Return, exactly as written, every line from the first line of the data below through the line that contains "for line in text.lines()".

(Collected data)
____
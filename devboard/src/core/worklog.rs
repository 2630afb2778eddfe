//! Work-log document grammar.
//!
//! ```text
//! ## 2026-10-14
//!
//! ### Tasks
//! - Moved #3 to done
//! <!-- TASK_EVENT
//! action: move
//! task: 3
//! -->
//! ```
//!
//! Metadata comments are opaque: every read path drops them, and a block that
//! is never closed swallows the rest of the document rather than leaking.

use chrono::{Days, NaiveDate};

/// One `## <date>` section with metadata removed.
#[derive(Debug, Clone, PartialEq, Eq)]
pub struct LogSection {
    pub date: NaiveDate,
    /// The full header line, e.g. `## 2026-10-14 (release day)`.
    pub heading: String,
    pub lines: Vec<String>,
}

/// A log line matching a search keyword.
#[derive(Debug, Clone, PartialEq, Eq)]
pub struct LogHit {
    pub date: NaiveDate,
    pub subsection: Option<String>,
    pub line: String,
}

/// Machine-readable record of a document mutation, written as a comment block.
#[derive(Debug, Clone, PartialEq, Eq)]
pub struct TaskEvent {
    pub action: String,
    pub task_id: u32,
    pub fields: Vec<(String, String)>,
}

impl TaskEvent {
    pub fn new(action: impl Into<String>, task_id: u32) -> Self {
        Self {
            action: action.into(),
            task_id,
            fields: Vec::new(),
        }
    }

    pub fn with_field(mut self, key: impl Into<String>, value: impl Into<String>) -> Self {
        self.fields.push((key.into(), value.into()));
        self
    }

    fn render(&self) -> Vec<String> {
        let mut lines = vec![
            "<!-- TASK_EVENT".to_string(),
            format!("action: {}", self.action),
            format!("task: {}", self.task_id),
        ];
        lines.extend(
            self.fields
                .iter()
                .map(|(key, value)| format!("{key}: {}", value.replace("-->", "- ->"))),
        );
        lines.push("-->".to_string());
        lines
    }
}

/// Parse all dated sections, dropping metadata blocks and undated content.
pub fn parse_log(text: &str) -> Vec<LogSection> {
    let mut sections = Vec::new();
    let mut current: Option<LogSection> = None;
    let mut in_metadata = false;

    for line in text.lines() {
        let Some(line) = visible_text(line, &mut in_metadata) else {
            continue;
        };
        let line = line.as_str();
        if let Some(rest) = line.strip_prefix("## ") {
            sections.extend(current.take().map(finish_section));
            current = parse_heading_date(rest).map(|date| LogSection {
                date,
                heading: line.trim_end().to_string(),
                lines: Vec::new(),
            });
            continue;
        }
        if let Some(section) = current.as_mut() {
            section.lines.push(line.trim_end().to_string());
        }
    }

    sections.extend(current.map(finish_section));
    sections
}

/// Sections dated on or after `today - days`, in document order.
pub fn window(text: &str, today: NaiveDate, days: u64) -> Vec<LogSection> {
    let cutoff = today.checked_sub_days(Days::new(days)).unwrap_or(NaiveDate::MIN);
    parse_log(text)
        .into_iter()
        .filter(|section| section.date >= cutoff)
        .collect()
}

pub fn render_sections(sections: &[LogSection]) -> String {
    sections
        .iter()
        .map(|section| {
            if section.lines.is_empty() {
                section.heading.clone()
            } else {
                format!("{}\n{}", section.heading, section.lines.join("\n"))
            }
        })
        .collect::<Vec<_>>()
        .join("\n\n")
}

/// Case-insensitive keyword search over log content within an inclusive date range.
pub fn search(
    text: &str,
    keyword: &str,
    from: Option<NaiveDate>,
    to: Option<NaiveDate>,
) -> Vec<LogHit> {
    let needle = keyword.to_lowercase();
    let mut hits = Vec::new();

    for section in parse_log(text) {
        if from.is_some_and(|from| section.date < from) || to.is_some_and(|to| section.date > to) {
            continue;
        }
        let mut subsection = None;
        for line in &section.lines {
            if let Some(label) = line.strip_prefix("### ") {
                subsection = Some(label.trim().to_string());
                continue;
            }
            if line.trim().is_empty() || !line.to_lowercase().contains(&needle) {
                continue;
            }
            hits.push(LogHit {
                date: section.date,
                subsection: subsection.clone(),
                line: line.trim().to_string(),
            });
        }
    }

    hits
}

/// Insert a bullet (and optional event block) under `## date` / `### subsection`.
///
/// Missing sections and subsections are created; the returned document always
/// ends with a newline.
pub fn append_entry(
    text: &str,
    date: NaiveDate,
    subsection: &str,
    bullet: &str,
    event: Option<&TaskEvent>,
) -> String {
    let mut lines: Vec<String> = text.lines().map(str::to_string).collect();
    let mut entry = vec![format!("- {bullet}")];
    if let Some(event) = event {
        entry.extend(event.render());
    }
    let subsection_heading = format!("### {subsection}");

    let section_start = lines.iter().position(|line| {
        line.strip_prefix("## ")
            .and_then(parse_heading_date)
            .is_some_and(|found| found == date)
    });

    match section_start {
        None => {
            if lines.last().is_some_and(|line| !line.trim().is_empty()) {
                lines.push(String::new());
            }
            lines.push(format!("## {}", date.format("%Y-%m-%d")));
            lines.push(String::new());
            lines.push(subsection_heading);
            lines.extend(entry);
        }
        Some(start) => {
            let section_end = next_heading(&lines, start + 1, lines.len(), "## ");
            let sub_start = (start + 1..section_end)
                .find(|&idx| lines[idx].trim_end() == subsection_heading);
            match sub_start {
                Some(sub_start) => {
                    let sub_end = next_heading(&lines, sub_start + 1, section_end, "### ");
                    let at = last_content_line(&lines, sub_start, sub_end) + 1;
                    lines.splice(at..at, entry);
                }
                None => {
                    let at = last_content_line(&lines, start, section_end) + 1;
                    let mut block = vec![String::new(), subsection_heading];
                    block.extend(entry);
                    lines.splice(at..at, block);
                }
            }
        }
    }

    let mut buf = lines.join("\n");
    buf.push('\n');
    buf
}

/// Drop comment spans from `line`, carrying an unclosed comment into the next
/// lines. `None` when a line touched by a comment has nothing else left.
fn visible_text(line: &str, in_metadata: &mut bool) -> Option<String> {
    let mut visible = String::new();
    let mut rest = line;
    let mut saw_comment = false;
    loop {
        if *in_metadata {
            saw_comment = true;
            let Some(end) = rest.find("-->") else {
                break;
            };
            *in_metadata = false;
            rest = &rest[end + "-->".len()..];
        } else {
            let Some(start) = rest.find("<!--") else {
                visible.push_str(rest);
                break;
            };
            visible.push_str(&rest[..start]);
            *in_metadata = true;
            rest = &rest[start + "<!--".len()..];
        }
    }
    if saw_comment && visible.trim().is_empty() {
        None
    } else {
        Some(visible)
    }
}

fn parse_heading_date(rest: &str) -> Option<NaiveDate> {
    let token = rest.split_whitespace().next()?;
    NaiveDate::parse_from_str(token, "%Y-%m-%d").ok()
}

fn finish_section(mut section: LogSection) -> LogSection {
    while section.lines.last().is_some_and(|line| line.trim().is_empty()) {
        section.lines.pop();
    }
    let leading = section
        .lines
        .iter()
        .take_while(|line| line.trim().is_empty())
        .count();
    section.lines.drain(..leading);
    section
}

fn next_heading(lines: &[String], from: usize, end: usize, prefix: &str) -> usize {
    (from..end)
        .find(|&idx| lines[idx].starts_with(prefix))
        .unwrap_or(end)
}

fn last_content_line(lines: &[String], start: usize, end: usize) -> usize {
    (start..end)
        .rev()
        .find(|&idx| !lines[idx].trim().is_empty())
        .unwrap_or(start)
}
____
## Solution below
filename devboard/src/core/worklog.rs
repository 2630afb2778eddfe
//! Work-log document grammar.
//!
//! ```text
//! ## 2026-10-14
//!
//! ### Tasks
//! - Moved #3 to done
//! <!-- TASK_EVENT
//! action: move
//! task: 3
//! -->
//! ```
//!
//! Metadata comments are opaque: every read path drops them, and a block that
//! is never closed swallows the rest of the document rather than leaking.

use chrono::{Days, NaiveDate};

/// One `## <date>` section with metadata removed.
#[derive(Debug, Clone, PartialEq, Eq)]
pub struct LogSection {
    pub date: NaiveDate,
    /// The full header line, e.g. `## 2026-10-14 (release day)`.
    pub heading: String,
    pub lines: Vec<String>,
}

/// A log line matching a search keyword.
#[derive(Debug, Clone, PartialEq, Eq)]
pub struct LogHit {
    pub date: NaiveDate,
    pub subsection: Option<String>,
    pub line: String,
}

/// Machine-readable record of a document mutation, written as a comment block.
#[derive(Debug, Clone, PartialEq, Eq)]
pub struct TaskEvent {
    pub action: String,
    pub task_id: u32,
    pub fields: Vec<(String, String)>,
}

impl TaskEvent {
    pub fn new(action: impl Into<String>, task_id: u32) -> Self {
        Self {
            action: action.into(),
            task_id,
            fields: Vec::new(),
        }
    }

    pub fn with_field(mut self, key: impl Into<String>, value: impl Into<String>) -> Self {
        self.fields.push((key.into(), value.into()));
        self
    }

    fn render(&self) -> Vec<String> {
        let mut lines = vec![
            "<!-- TASK_EVENT".to_string(),
            format!("action: {}", self.action),
            format!("task: {}", self.task_id),
        ];
        lines.extend(
            self.fields
                .iter()
                .map(|(key, value)| format!("{key}: {}", value.replace("-->", "- ->"))),
        );
        lines.push("-->".to_string());
        lines
    }
}

/// Parse all dated sections, dropping metadata blocks and undated content.
pub fn parse_log(text: &str) -> Vec<LogSection> {
    let mut sections = Vec::new();
    let mut current: Option<LogSection> = None;
    let mut in_metadata = false;

    for line in text.lines() {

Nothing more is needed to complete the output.